Entrevista

Pior do que o neoliberalismo

Postado dia: 01/07/2019 - 09:51

Indignado, como toda a sociedade, com o nível de promiscuidade nas relações entre procuradores federais e juízes, reveladas no escândalo da Lava Jato, sem falar no avião presidencial com 39 quilos de cocaína, o economista e professor Davidson Magalhães fala, com exclusividade para O Bancário, sobre a delicada realidade brasileira.

Ex-vereador e deputado federal pelo PCdoB, hoje secretário do Trabalho, Emprego, Renda e Esporte da Bahia, ele diz que Bolsonaro representa um projeto político pior do que o neoliberalismo.

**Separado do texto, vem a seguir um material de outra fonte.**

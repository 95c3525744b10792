//! End-to-end pipeline scenarios
//!
//! Drives the full ingest -> decode -> process -> broadcast path with
//! synthetic feed frames and checks window stability, rebalance diffs,
//! OI reconciliation and heartbeat behavior from the outside.

use bytes::Bytes;
use futures_util::future::BoxFuture;
use rust_decimal::Decimal;
use rust_decimal_macros::dec;
use std::collections::BTreeMap;
use std::sync::Arc;
use std::time::Duration;
use tokio::sync::{mpsc, Mutex, RwLock};

use chainflow_market_data::broker::{OiSnapshot, OiSource, SpotSource};
use chainflow_market_data::chain::{ChainKey, ChainState, InstrumentPair, StrikeMap};
use chainflow_market_data::compute::{run_batch_cycle, run_oi_cycle};
use chainflow_market_data::decoder::frames;
use chainflow_market_data::pipeline::supervisor::TaskSupervisor;
use chainflow_market_data::websocket::{SubscriptionCommand, SubscriptionHandle};
use chainflow_market_data::{
    BroadcastHandler, ChainManager, Config, FeedError, IngestionPipeline, LatencyTracker,
    Outbound, Result, TrackerConfig,
};

const SPOT_KEY: &str = "NSE_INDEX|Nifty 50";

fn nifty_strike_map() -> StrikeMap {
    // Strikes 23000..=24000 in 50-point steps
    let strikes: BTreeMap<Decimal, InstrumentPair> = (460..=480)
        .map(|i| {
            let strike = Decimal::from(i * 50);
            (
                strike,
                InstrumentPair {
                    ce: format!("NSE_FO|{}CE", i * 50),
                    pe: format!("NSE_FO|{}PE", i * 50),
                },
            )
        })
        .collect();
    StrikeMap {
        strikes,
        spot_key: SPOT_KEY.to_string(),
        strike_step: dec!(50),
    }
}

fn test_config() -> Arc<Config> {
    let mut config = Config::default();
    config.decode_workers = 2;
    config.strategy_workers = 2;
    config.broadcast_workers = 1;
    config.queue_poll_ms = 10;
    config.window_half_width = 2;
    config.rebalance_hysteresis = 2;
    Arc::new(config)
}

fn tracker() -> Arc<LatencyTracker> {
    Arc::new(LatencyTracker::new(TrackerConfig {
        sample_rate: 1,
        ring_capacity: 2048,
        alert_threshold: Duration::from_secs(3600),
        alert_cooldown: Duration::from_secs(10),
        dominant_share: 0.3,
    }))
}

struct NoSpot;

impl SpotSource for NoSpot {
    fn fetch_spot(&self, _symbol: &str) -> BoxFuture<'static, Result<Decimal>> {
        Box::pin(async { Err(FeedError::Rest("fallback unavailable".to_string())) })
    }
}

struct FixedOi {
    snapshot: OiSnapshot,
}

impl OiSource for FixedOi {
    fn fetch_full_chain_oi(
        &self,
        _symbol: &str,
        _expiry: &str,
    ) -> BoxFuture<'static, Result<OiSnapshot>> {
        let snapshot = self.snapshot.clone();
        Box::pin(async move { Ok(snapshot) })
    }
}

struct Capture {
    items: Arc<Mutex<Vec<Outbound>>>,
}

impl BroadcastHandler for Capture {
    fn name(&self) -> &str {
        "capture"
    }

    fn deliver<'a>(&'a self, item: &'a Outbound) -> BoxFuture<'a, Result<()>> {
        Box::pin(async move {
            self.items.lock().await.push(item.clone());
            Ok(())
        })
    }
}

struct Harness {
    chain: Arc<RwLock<ChainState>>,
    pipeline: Arc<IngestionPipeline>,
    supervisor: TaskSupervisor,
    subscriptions: SubscriptionHandle,
    commands: mpsc::Receiver<SubscriptionCommand>,
    captured: Arc<Mutex<Vec<Outbound>>>,
}

async fn harness() -> Harness {
    let config = test_config();
    let manager = Arc::new(ChainManager::new());
    let chain = manager
        .insert_chain(
            ChainKey::new("NIFTY", "2025-01-30"),
            nifty_strike_map(),
            config.window_half_width,
            config.rebalance_hysteresis,
        )
        .await;

    let pipeline = Arc::new(IngestionPipeline::new(config, manager, tracker()));
    let captured = Arc::new(Mutex::new(Vec::new()));
    pipeline
        .register_broadcast_handler(Arc::new(Capture {
            items: captured.clone(),
        }))
        .await;

    let supervisor = TaskSupervisor::new();
    pipeline.start(&supervisor);

    let (tx, commands) = mpsc::channel(64);
    Harness {
        chain,
        pipeline,
        supervisor,
        subscriptions: SubscriptionHandle::from_sender(tx),
        commands,
        captured,
    }
}

/// Wait until the pipeline has processed `count` ticks
async fn await_processed(pipeline: &IngestionPipeline, count: u64) {
    let deadline = tokio::time::Instant::now() + Duration::from_secs(10);
    loop {
        if pipeline.metrics_snapshot().ticks_processed >= count {
            return;
        }
        assert!(
            tokio::time::Instant::now() < deadline,
            "pipeline did not process {} ticks in time",
            count
        );
        tokio::time::sleep(Duration::from_millis(10)).await;
    }
}

fn drain_commands(commands: &mut mpsc::Receiver<SubscriptionCommand>) -> Vec<SubscriptionCommand> {
    let mut drained = Vec::new();
    while let Ok(command) = commands.try_recv() {
        drained.push(command);
    }
    drained
}

#[tokio::test]
async fn test_oscillating_spot_never_rebalances_then_jump_rebalances_once() {
    let mut h = harness().await;

    // 1,000 spot ticks oscillating 40 points (inside the 100-point
    // hysteresis band), a compute cycle after every 100 ticks
    let mut processed = 0u64;
    for batch in 0..10i64 {
        for i in 0..100i64 {
            let n = batch * 100 + i;
            let ltp = if n % 2 == 0 { 23500.0 } else { 23540.0 };
            h.pipeline
                .ingest_raw(Bytes::from(frames::index_spot(SPOT_KEY, 1000 + n, ltp)));
        }
        processed += 100;
        await_processed(&h.pipeline, processed).await;
        run_batch_cycle(&h.chain, &h.pipeline, &h.subscriptions, &NoSpot).await;
    }

    // Exactly one subscription command over the whole oscillation: the
    // initial window (last tick of the first batch is 23540, ATM 23550)
    let commands = drain_commands(&mut h.commands);
    assert_eq!(commands.len(), 1);
    match &commands[0] {
        SubscriptionCommand::Subscribe(keys) => {
            // Spot plus both legs of the 5-strike window
            assert_eq!(keys.len(), 11);
            assert!(keys.contains(&SPOT_KEY.to_string()));
        }
        other => panic!("expected initial subscribe, got {:?}", other),
    }
    assert_eq!(h.chain.read().await.current_atm(), Some(dec!(23550)));

    // Jump 150 points: exactly one rebalance with correctly diffed sets
    h.pipeline
        .ingest_raw(Bytes::from(frames::index_spot(SPOT_KEY, 5000, 23650.0)));
    await_processed(&h.pipeline, 1001).await;
    run_batch_cycle(&h.chain, &h.pipeline, &h.subscriptions, &NoSpot).await;

    // Window moves 23450..23650 -> 23550..23750
    let rebalance = drain_commands(&mut h.commands);
    assert_eq!(rebalance.len(), 2);
    match &rebalance[0] {
        SubscriptionCommand::Unsubscribe(keys) => {
            // Strikes 23450 and 23500 leave, both legs each
            assert_eq!(keys.len(), 4);
            assert!(keys.iter().all(|k| k != SPOT_KEY));
        }
        other => panic!("expected unsubscribe first, got {:?}", other),
    }
    match &rebalance[1] {
        SubscriptionCommand::Subscribe(keys) => {
            // Strikes 23700 and 23750 join
            assert_eq!(keys.len(), 4);
        }
        other => panic!("expected subscribe second, got {:?}", other),
    }

    // And it is stable afterwards
    run_batch_cycle(&h.chain, &h.pipeline, &h.subscriptions, &NoSpot).await;
    assert!(drain_commands(&mut h.commands).is_empty());

    h.supervisor.shutdown(Duration::from_secs(1)).await;
}

#[tokio::test]
async fn test_oi_reconciliation_through_pipeline() {
    let mut h = harness().await;

    // Establish the window at 23500
    h.pipeline
        .ingest_raw(Bytes::from(frames::index_spot(SPOT_KEY, 1000, 23500.0)));
    await_processed(&h.pipeline, 1).await;
    run_batch_cycle(&h.chain, &h.pipeline, &h.subscriptions, &NoSpot).await;
    drain_commands(&mut h.commands);

    // WS window call OI accumulates to 25,000 across two strikes
    h.pipeline.ingest_raw(Bytes::from(frames::option_quote(
        "NSE_FO|23500CE",
        1001,
        142.55,
        1000,
        15_000,
        142.4,
        142.7,
        None,
    )));
    h.pipeline.ingest_raw(Bytes::from(frames::option_quote(
        "NSE_FO|23550CE",
        1002,
        98.10,
        800,
        10_000,
        98.0,
        98.3,
        None,
    )));
    await_processed(&h.pipeline, 3).await;

    // REST baseline: 100,000 full-chain calls, 20,000 of them inside the window
    let oi = FixedOi {
        snapshot: OiSnapshot {
            call_oi: 100_000,
            put_oi: 80_000,
            per_strike: [
                (dec!(23500), (12_000u64, 0u64)),
                (dec!(23550), (8_000, 0)),
                (dec!(23000), (30_000, 40_000)), // outside window
            ]
            .into_iter()
            .collect(),
        },
    };
    run_oi_cycle(&h.chain, &oi).await;

    let breakdown = h.chain.read().await.oi_breakdown();
    assert_eq!(breakdown.global_call_oi, 100_000);
    assert_eq!(breakdown.rest_window_call_oi, 20_000);
    assert_eq!(breakdown.window_call_oi, 25_000);
    // 100,000 - 20,000 + 25,000
    assert_eq!(breakdown.adjusted_call_oi, 105_000);
    assert_eq!(breakdown.adjusted_put_oi, 80_000);

    h.supervisor.shutdown(Duration::from_secs(1)).await;
}

#[tokio::test]
async fn test_heartbeat_broadcast_with_zero_oi() {
    let mut h = harness().await;

    // Market closed: spot known, no option quotes at all
    h.pipeline
        .ingest_raw(Bytes::from(frames::index_spot(SPOT_KEY, 1000, 23500.0)));
    await_processed(&h.pipeline, 1).await;

    for _ in 0..3 {
        run_batch_cycle(&h.chain, &h.pipeline, &h.subscriptions, &NoSpot).await;
    }
    drain_commands(&mut h.commands);

    // Every cycle still broadcast a payload
    let deadline = tokio::time::Instant::now() + Duration::from_secs(5);
    loop {
        if h.captured.lock().await.len() >= 3 {
            break;
        }
        assert!(
            tokio::time::Instant::now() < deadline,
            "heartbeat payloads never arrived"
        );
        tokio::time::sleep(Duration::from_millis(10)).await;
    }

    let captured = h.captured.lock().await;
    for item in captured.iter() {
        match item {
            Outbound::Chain(payload) => {
                assert_eq!(payload.symbol, "NIFTY");
                assert_eq!(payload.spot, dec!(23500));
                assert!(payload.calls.is_empty());
                assert_eq!(payload.pcr, 0.0);
                assert_eq!(payload.oi_breakdown.adjusted_call_oi, 0);
            }
            other => panic!("expected chain payload, got {:?}", other),
        }
    }
    drop(captured);

    h.supervisor.shutdown(Duration::from_secs(1)).await;
}

#[tokio::test]
async fn test_backpressure_sheds_instead_of_blocking() {
    // Tiny raw queue, no workers started: pushes must shed, never block
    let mut config = Config::default();
    config.raw_queue_capacity = 8;
    let manager = Arc::new(ChainManager::new());
    let pipeline = IngestionPipeline::new(Arc::new(config), manager, tracker());

    for i in 0..20i64 {
        pipeline.ingest_raw(Bytes::from(frames::index_spot(SPOT_KEY, i, 23500.0)));
    }

    let snap = pipeline.metrics_snapshot();
    assert_eq!(snap.ticks_received, 20);
    assert_eq!(snap.raw_queue.depth, 8);
    assert_eq!(snap.raw_queue.dropped, 12);
}

#[tokio::test]
async fn test_latency_samples_cover_full_path() {
    let h = harness().await;

    for i in 0..50i64 {
        h.pipeline
            .ingest_raw(Bytes::from(frames::index_spot(SPOT_KEY, 1000 + i, 23500.0)));
    }
    await_processed(&h.pipeline, 50).await;

    let report = h.pipeline.tracker().report();
    assert!(report.samples > 0);
    assert!(report.total.p99_ms >= report.total.p50_ms);
    for (_, stats) in &report.stages {
        assert!(stats.mean_ms >= 0.0);
    }

    h.supervisor.shutdown(Duration::from_secs(1)).await;
}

O Bancário - O ocaso de Bolsonaro significa a superação ao projeto neoliberal?
Davidson Magalhães - O projeto de Bolsonaro não é neoliberal, é pior do que isso. É um projeto de extrema direita, de cerceamento das liberdades democráticas, do desmonte completo das políticas públicas, inclusive aquelas compensatórias que existiam no modelo neoliberal. Portanto, do ponto de vista político é ultraliberal, um desmonte completo. Um governo despreparado, desastrado, desqualificado, completamente reacionário, com costumes obscuros, anticivilizatórios, antidemocrático e entreguista.
 
O Bancário - Este é o momento do Fora Bolsonaro?
Davidson Magalhães - É o momento de preparar o povo brasileiro para desmontar as políticas de Bolsonaro. Isolá-lo politicamente e crescer a mobilização popular. O que devemos fazer é a mobilização contra sua agenda e contra sua tentativa de mudar o regime democrático no Brasil para um regime autoritário. Este é o centro da luta. Se acumularmos força suficiente para substituí-lo é o melhor dos rumos.

 

O Bancário - As crescentes manifestações em defesa da educação e da Previdência pública podem ajudar a tirar a oposição do imobilismo?
Davidson Magalhães - O termo imobilismo não cabe. Primeiro porque a eleição foi muito parelha, perdemos, mas tivemos uma grande votação. O centro e a esquerda conseguiram fazer, na reta final, um grande movimento. E só não foi maior por conta da ingerência da turma da toga, especialmente da Lava-Jato no processo eleitoral e da grande mídia. Fora a compra de fake news, robôs e a interferência do capital ilegal no processo eleitoral. A oposição não está nas cordas e o momento ajuda muito na retomada da mobilização ampla contra o governo.
 
O Bancário - Qual o objetivo principal hoje da oposição, da resistência democrática?
Davidson Magalhães Derrotar o neofascismo. Temos um conjunto de batalhas, da reforma da Previdência, manutenção das universidades públicas gratuitas e de qualidade. Mas, o centro da batalha é garantir a ampliação de todos os setores que, mesmo não sendo de esquerda, de centro-esquerda, se preocupam com a vida do povo brasileiro, com o futuro do país, com a educação. Todos aqueles que se preocupam com o Brasil, com a democracia, devem se unir na luta contra esse governo neofascista.